Thanks for confirming I'm not fully insane. We only have one cluster left to 
upgrade now (naturally the oldest, biggest and most dangerous one). Hopefully 
it doesn't repeat there, but if it does, you've given me a few more things to 
look at.

From: [email protected] 
Subject: Re: [Openstack-operators] libvirt freezing when loading Nova instance 
nwfilters

We ran into the "virsh nwfilter-list hanging indefinitely" thing back in early 
January. I spent hours and I almost went insane trying to figure it out. We 
weren't upgrading nodes, though, it just sort of happened.

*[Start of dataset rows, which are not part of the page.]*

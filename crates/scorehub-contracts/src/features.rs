use serde::{Deserialize, Serialize};
use thiserror::Error;

#[derive(Debug, Clone, PartialEq, Eq, Error)]
#[error("expected {expected} feature values, got {found}")]
pub struct ShapeError {
    pub expected: usize,
    pub found: usize,
}

/// Fixed-shape numeric input to a scoring model.
///
/// `NAMES` defines both the arity and the column order used when the vector is
/// encoded as a model row. Implementations must return values in that order.
pub trait FeatureVector {
    const NAMES: &'static [&'static str];

    fn values(&self) -> Vec<f64>;

    fn arity() -> usize {
        Self::NAMES.len()
    }
}

#[derive(Debug, Clone, Copy, PartialEq, Serialize, Deserialize)]
pub struct ScoringFeatures {
    pub credit_utilization_ratio: f64,
    pub payment_history: f64,
    pub length_of_credit_history: f64,
    pub number_of_open_credit_accounts: f64,
}

impl ScoringFeatures {
    pub fn new(
        credit_utilization_ratio: f64,
        payment_history: f64,
        length_of_credit_history: f64,
        number_of_open_credit_accounts: f64,
    ) -> Self {
        Self {
            credit_utilization_ratio,
            payment_history,
            length_of_credit_history,
            number_of_open_credit_accounts,
        }
    }

    pub fn from_values(values: &[f64]) -> Result<Self, ShapeError> {
        let [a, b, c, d] = values else {
            return Err(ShapeError {
                expected: Self::arity(),
                found: values.len(),
            });
        };
        Ok(Self::new(*a, *b, *c, *d))
    }
}

impl FeatureVector for ScoringFeatures {
    const NAMES: &'static [&'static str] = &[
        "credit_utilization_ratio",
        "payment_history",
        "length_of_credit_history",
        "number_of_open_credit_accounts",
    ];

    fn values(&self) -> Vec<f64> {
        vec![
            self.credit_utilization_ratio,
            self.payment_history,
            self.length_of_credit_history,
            self.number_of_open_credit_accounts,
        ]
    }
}
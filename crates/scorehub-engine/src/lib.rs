pub mod artifact;
pub mod catalog;
pub mod config;
pub mod error;
pub mod handle;
pub mod http;
pub mod memory;
pub mod registry;
pub mod store;

pub use artifact::{
    default_flavor_registry, FlavorRegistry, LinearRegressor, LogisticClassifier, Predictor,
};
pub use catalog::RegistryCatalog;
pub use config::RegistryConfig;
pub use error::{PublishPhase, RegistryError};
pub use handle::ScoringHandle;
pub use http::HttpTrackingStore;
pub use memory::InMemoryTrackingStore;
pub use registry::ModelRegistry;
pub use store::TrackingStore;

I have no idea if the following was the correct way of handling this, but this 
ultimately got nova-compute back up and running:

I ran:

$ ss -ax

on the hypervisor and saw that some monitor sockets had a Recv-Q of non-zero. 
On the processes related to those sockets, I ran:

$ strace -p <pid>

and saw no activity. Compared to sockets with zero Recv-Q, strace showed 
activity. By now, I figured my only options were a full hypervisor reboot or to 
kill the instances with no activity. Since those instances would be killed from 
a full reboot anyway, I did a "virsh destroy" on the instances. Once they were 
destroyed, nova-compute was able to start cleanly.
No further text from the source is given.